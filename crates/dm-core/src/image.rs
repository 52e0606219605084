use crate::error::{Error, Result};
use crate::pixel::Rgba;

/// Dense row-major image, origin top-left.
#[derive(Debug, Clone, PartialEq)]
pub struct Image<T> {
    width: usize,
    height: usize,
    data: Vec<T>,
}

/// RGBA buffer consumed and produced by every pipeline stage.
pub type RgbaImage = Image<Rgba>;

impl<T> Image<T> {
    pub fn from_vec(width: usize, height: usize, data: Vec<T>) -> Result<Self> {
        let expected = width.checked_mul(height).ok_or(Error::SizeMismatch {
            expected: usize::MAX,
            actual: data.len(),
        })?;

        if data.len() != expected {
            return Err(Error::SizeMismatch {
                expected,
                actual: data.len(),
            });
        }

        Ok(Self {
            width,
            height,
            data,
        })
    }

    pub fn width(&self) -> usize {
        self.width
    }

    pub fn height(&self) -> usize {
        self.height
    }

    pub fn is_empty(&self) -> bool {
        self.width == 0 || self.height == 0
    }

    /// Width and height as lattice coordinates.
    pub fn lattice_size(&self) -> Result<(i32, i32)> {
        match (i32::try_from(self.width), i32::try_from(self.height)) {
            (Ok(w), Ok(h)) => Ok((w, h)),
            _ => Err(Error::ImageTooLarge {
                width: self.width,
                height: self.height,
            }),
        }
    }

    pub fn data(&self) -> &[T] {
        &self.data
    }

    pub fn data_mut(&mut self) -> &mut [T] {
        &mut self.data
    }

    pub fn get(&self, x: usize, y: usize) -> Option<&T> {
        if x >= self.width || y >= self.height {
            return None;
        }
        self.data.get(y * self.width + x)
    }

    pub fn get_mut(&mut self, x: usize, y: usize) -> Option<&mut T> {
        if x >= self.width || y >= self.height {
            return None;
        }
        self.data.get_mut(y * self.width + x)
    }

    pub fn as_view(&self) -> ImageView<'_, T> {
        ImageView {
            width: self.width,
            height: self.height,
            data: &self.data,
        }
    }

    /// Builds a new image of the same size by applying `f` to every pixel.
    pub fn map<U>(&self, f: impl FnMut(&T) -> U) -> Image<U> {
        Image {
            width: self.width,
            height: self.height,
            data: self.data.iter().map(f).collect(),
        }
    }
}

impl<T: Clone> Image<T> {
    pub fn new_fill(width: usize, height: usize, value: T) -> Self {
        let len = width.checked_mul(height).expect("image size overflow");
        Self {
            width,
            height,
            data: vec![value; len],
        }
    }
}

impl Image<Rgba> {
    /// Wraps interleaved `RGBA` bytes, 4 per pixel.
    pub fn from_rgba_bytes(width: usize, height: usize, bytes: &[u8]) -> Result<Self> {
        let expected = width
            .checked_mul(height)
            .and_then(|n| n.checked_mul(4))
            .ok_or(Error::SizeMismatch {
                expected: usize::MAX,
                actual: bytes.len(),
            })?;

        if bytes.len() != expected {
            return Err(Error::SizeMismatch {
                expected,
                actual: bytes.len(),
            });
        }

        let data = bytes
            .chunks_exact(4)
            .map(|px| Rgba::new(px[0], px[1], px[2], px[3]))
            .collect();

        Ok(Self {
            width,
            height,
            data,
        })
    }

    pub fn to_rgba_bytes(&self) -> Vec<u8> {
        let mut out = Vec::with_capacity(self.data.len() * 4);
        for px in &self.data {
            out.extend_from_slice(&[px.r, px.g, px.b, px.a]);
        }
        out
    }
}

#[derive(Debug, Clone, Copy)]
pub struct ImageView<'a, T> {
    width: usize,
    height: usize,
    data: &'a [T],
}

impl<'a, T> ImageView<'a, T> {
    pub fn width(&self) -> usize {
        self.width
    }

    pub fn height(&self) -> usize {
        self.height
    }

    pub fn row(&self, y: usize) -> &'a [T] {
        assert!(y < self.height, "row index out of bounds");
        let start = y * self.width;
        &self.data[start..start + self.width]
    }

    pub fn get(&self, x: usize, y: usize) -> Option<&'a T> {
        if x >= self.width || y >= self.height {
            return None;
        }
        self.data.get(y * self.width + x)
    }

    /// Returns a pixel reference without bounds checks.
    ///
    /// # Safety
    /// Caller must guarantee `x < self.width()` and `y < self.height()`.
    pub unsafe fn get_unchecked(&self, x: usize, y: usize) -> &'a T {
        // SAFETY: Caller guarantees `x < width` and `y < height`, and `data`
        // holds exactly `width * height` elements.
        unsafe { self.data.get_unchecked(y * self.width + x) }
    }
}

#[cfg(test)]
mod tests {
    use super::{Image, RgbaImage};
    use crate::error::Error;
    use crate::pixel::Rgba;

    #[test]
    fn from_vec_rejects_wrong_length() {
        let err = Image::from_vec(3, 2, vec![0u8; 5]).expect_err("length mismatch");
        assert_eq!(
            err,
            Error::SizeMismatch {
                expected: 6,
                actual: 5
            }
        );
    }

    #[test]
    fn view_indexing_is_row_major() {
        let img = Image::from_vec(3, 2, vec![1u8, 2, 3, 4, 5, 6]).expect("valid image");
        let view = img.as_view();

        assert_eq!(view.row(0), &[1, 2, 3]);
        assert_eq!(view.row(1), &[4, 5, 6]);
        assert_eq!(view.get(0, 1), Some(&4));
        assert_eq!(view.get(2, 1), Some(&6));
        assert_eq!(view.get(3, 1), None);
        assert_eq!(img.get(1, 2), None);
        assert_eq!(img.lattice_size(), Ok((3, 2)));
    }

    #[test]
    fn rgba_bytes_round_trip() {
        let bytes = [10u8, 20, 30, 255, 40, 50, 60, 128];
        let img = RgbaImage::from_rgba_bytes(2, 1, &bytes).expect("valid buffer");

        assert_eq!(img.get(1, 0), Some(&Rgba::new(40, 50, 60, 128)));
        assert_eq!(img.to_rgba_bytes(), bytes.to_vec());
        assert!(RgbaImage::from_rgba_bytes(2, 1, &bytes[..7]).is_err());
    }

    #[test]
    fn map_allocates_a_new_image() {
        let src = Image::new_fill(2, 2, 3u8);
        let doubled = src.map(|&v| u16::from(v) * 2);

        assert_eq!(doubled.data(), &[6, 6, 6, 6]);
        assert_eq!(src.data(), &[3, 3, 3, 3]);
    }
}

::::::::

PROMPT: Each line in the listing that contains "derive" should be returned.

REPLY:
#[derive(Debug, Clone, PartialEq)]
#[derive(Debug, Clone, Copy)]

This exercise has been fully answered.